Link Checker

Great Docs includes a built-in link checker that scans your documentation and source code for broken links. This helps maintain the quality of your documentation by catching dead links before they frustrate your users.

Quick Start

Check all links in your project:

Terminal
great-docs check-links

The command scans both your documentation files (.qmd, .md) and Python source code for URLs, then checks each one for validity.

What Gets Checked

The link checker extracts URLs from:

  • Documentation files: All .qmd and .md files in your docs directory
  • Source code: Python files in your package directory (docstrings, comments, string literals)
  • README: Your project’s README.md file

Each URL is checked with an HTTP HEAD request (falling back to GET if needed) to verify it returns a successful status code.

Understanding the Output

The link checker categorizes URLs into four groups:

✅ OK (2xx responses)

Links that return successful HTTP status codes (200-299). These are working correctly.

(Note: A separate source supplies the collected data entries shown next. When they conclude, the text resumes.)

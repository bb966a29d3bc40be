//! Square type and grid geometry.

use std::fmt;
use std::str::FromStr;

#[cfg(feature = "serde")]
use serde::{Deserialize, Serialize};

use crate::board::error::BoardError;

/// Side length of the board grid.
pub const BOARD_SIZE: usize = 8;

/// A cell of the grid, represented as (row, col).
///
/// Row 0 is Black's back row and row 7 is White's. The fields are public so a
/// square may name a cell off the grid; `is_on_board` tells the two apart.
#[derive(Clone, Copy, Debug, PartialEq, Eq, Hash)]
#[cfg_attr(feature = "serde", derive(Serialize, Deserialize))]
pub struct Square(pub usize, pub usize); // (row, col)

impl Square {
    #[inline]
    #[must_use]
    pub const fn row(self) -> usize {
        self.0
    }

    #[inline]
    #[must_use]
    pub const fn col(self) -> usize {
        self.1
    }

    #[inline]
    #[must_use]
    pub const fn is_on_board(self) -> bool {
        self.0 < BOARD_SIZE && self.1 < BOARD_SIZE
    }

    /// Index in 0..64, row-major (a8=0, h8=7, ..., h1=63)
    #[inline]
    #[must_use]
    pub const fn as_index(self) -> usize {
        self.0 * BOARD_SIZE + self.1
    }

    /// Create a square from an index in 0..64
    #[inline]
    #[must_use]
    pub const fn from_index(idx: usize) -> Self {
        Square(idx / BOARD_SIZE, idx % BOARD_SIZE)
    }

    /// The square `(dr, dc)` away, if it is on the grid
    #[inline]
    #[must_use]
    pub fn offset(self, dr: isize, dc: isize) -> Option<Self> {
        let row = self.0 as isize + dr;
        let col = self.1 as isize + dc;
        if (0..BOARD_SIZE as isize).contains(&row) && (0..BOARD_SIZE as isize).contains(&col) {
            Some(Square(row as usize, col as usize))
        } else {
            None
        }
    }

    /// Signed (row, col) distance from `self` to `other`
    #[inline]
    #[must_use]
    pub(crate) fn delta_to(self, other: Square) -> (isize, isize) {
        (
            other.0 as isize - self.0 as isize,
            other.1 as isize - self.1 as isize,
        )
    }

    /// Bounds check that yields the board error
    pub(crate) fn checked(self) -> Result<Self, BoardError> {
        if self.is_on_board() {
            Ok(self)
        } else {
            Err(BoardError::OutOfBounds {
                row: self.0,
                col: self.1,
            })
        }
    }

    /// All 64 squares in index order
    pub fn all() -> impl Iterator<Item = Square> {
        (0..BOARD_SIZE * BOARD_SIZE).map(Square::from_index)
    }
}

impl fmt::Display for Square {
    fn fmt(&self, f: &mut fmt::Formatter<'_>) -> fmt::Result {
        if self.is_on_board() {
            write!(
                f,
                "{}{}",
                (self.1 as u8 + b'a') as char,
                BOARD_SIZE - self.0
            )
        } else {
            write!(f, "({}, {})", self.0, self.1)
        }
    }
}

impl TryFrom<(usize, usize)> for Square {
    type Error = BoardError;

    fn try_from((row, col): (usize, usize)) -> Result<Self, Self::Error> {
        Square(row, col).checked()
    }
}

impl FromStr for Square {
    type Err = BoardError;

    /// Parse algebraic notation such as `e2`.
    fn from_str(s: &str) -> Result<Self, Self::Err> {
        let bytes = s.as_bytes();
        if bytes.len() != 2 {
            return Err(BoardError::InvalidSquare {
                notation: s.to_string(),
            });
        }

        let col = match bytes[0] {
            b'a'..=b'h' => (bytes[0] - b'a') as usize,
            _ => {
                return Err(BoardError::InvalidSquare {
                    notation: s.to_string(),
                })
            }
        };
        let row = match bytes[1] {
            b'1'..=b'8' => BOARD_SIZE - (bytes[1] - b'0') as usize,
            _ => {
                return Err(BoardError::InvalidSquare {
                    notation: s.to_string(),
                })
            }
        };

        Ok(Square(row, col))
    }
}

#[cfg(test)]
mod tests {
    use super::*;

    #[test]
    fn test_display_uses_ranks_from_white_side() {
        assert_eq!(Square(6, 4).to_string(), "e2");
        assert_eq!(Square(0, 0).to_string(), "a8");
        assert_eq!(Square(7, 7).to_string(), "h1");
        assert_eq!(Square(8, 0).to_string(), "(8, 0)");
    }

    #[test]
    fn test_parse_algebraic() {
        assert_eq!("e2".parse::<Square>(), Ok(Square(6, 4)));
        assert_eq!("a8".parse::<Square>(), Ok(Square(0, 0)));
        assert!("i1".parse::<Square>().is_err());
        assert!("e9".parse::<Square>().is_err());
        assert!("e".parse::<Square>().is_err());
    }

    #[test]
    fn test_offset_stays_on_grid() {
        assert_eq!(Square(0, 0).offset(1, 2), Some(Square(1, 2)));
        assert_eq!(Square(0, 0).offset(-1, 0), None);
        assert_eq!(Square(7, 7).offset(0, 1), None);
    }

    #[test]
    fn test_try_from_rejects_out_of_bounds() {
        assert_eq!(Square::try_from((3, 4)), Ok(Square(3, 4)));
        assert_eq!(
            Square::try_from((8, 0)),
            Err(BoardError::OutOfBounds { row: 8, col: 0 })
        );
    }

    #[test]
    fn test_index_roundtrip_covers_grid() {
        assert_eq!(Square::all().count(), 64);
        assert!(Square::all().all(|sq| Square::from_index(sq.as_index()) == sq));
    }
}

⚠️ Redirects (3xx responses)

Links that redirect to another URL. While these still work, you may want to update them to point directly to the final destination:

⚠️  301 https://old-url.com → https://new-url.com

❌ Broken (4xx/5xx responses)

Links that return error status codes. These need to be fixed:

❌ 404 https://example.com/deleted-page (Not Found)
❌ 500 https://example.com/broken (Server Error)

⏭️ Skipped

Links that match ignore patterns and weren’t checked.

Command Options

Check Only Documentation

Skip source code and only check documentation files:

Terminal
great-docs check-links --docs-only

Check Only Source Code

Skip documentation and only check Python source files:

Terminal
great-docs check-links --source-only

Verbose Output

See progress for every URL being checked:

Terminal
great-docs check-links --verbose

Custom Timeout

Adjust the timeout for slow servers (default is 10 seconds):

Terminal
great-docs check-links --timeout 5

JSON Output

Get results in JSON format for CI/CD integration:

Terminal
great-docs check-links --json-output

Ignore Patterns

Skip URLs matching specific patterns:

Terminal
great-docs check-links -i "internal.company.com" -i "localhost"

Patterns can be literal strings or regular expressions:

Terminal
# Ignore all GitHub anchor links
great-docs check-links -i "github.com/.*#"

# Ignore version-specific URLs
great-docs check-links -i "docs\.example\.com/v\d+"

Default Ignore Patterns

The link checker automatically skips certain URLs that are commonly used as examples or placeholders:

Pattern Description
localhost Local development servers
127.0.0.1 Local IP addresses
example.com RFC 2606 reserved domain
example.org RFC 2606 reserved domain
yoursite.com Common placeholder
YOUR-USERNAME GitHub template placeholder
[...] Bracket placeholders like [username]
.git@ or .git$ Git repository URLs with branches

Excluding URLs in Documentation

In .qmd files, you can mark specific URLs for exclusion by adding {.gd-no-link} immediately after the URL.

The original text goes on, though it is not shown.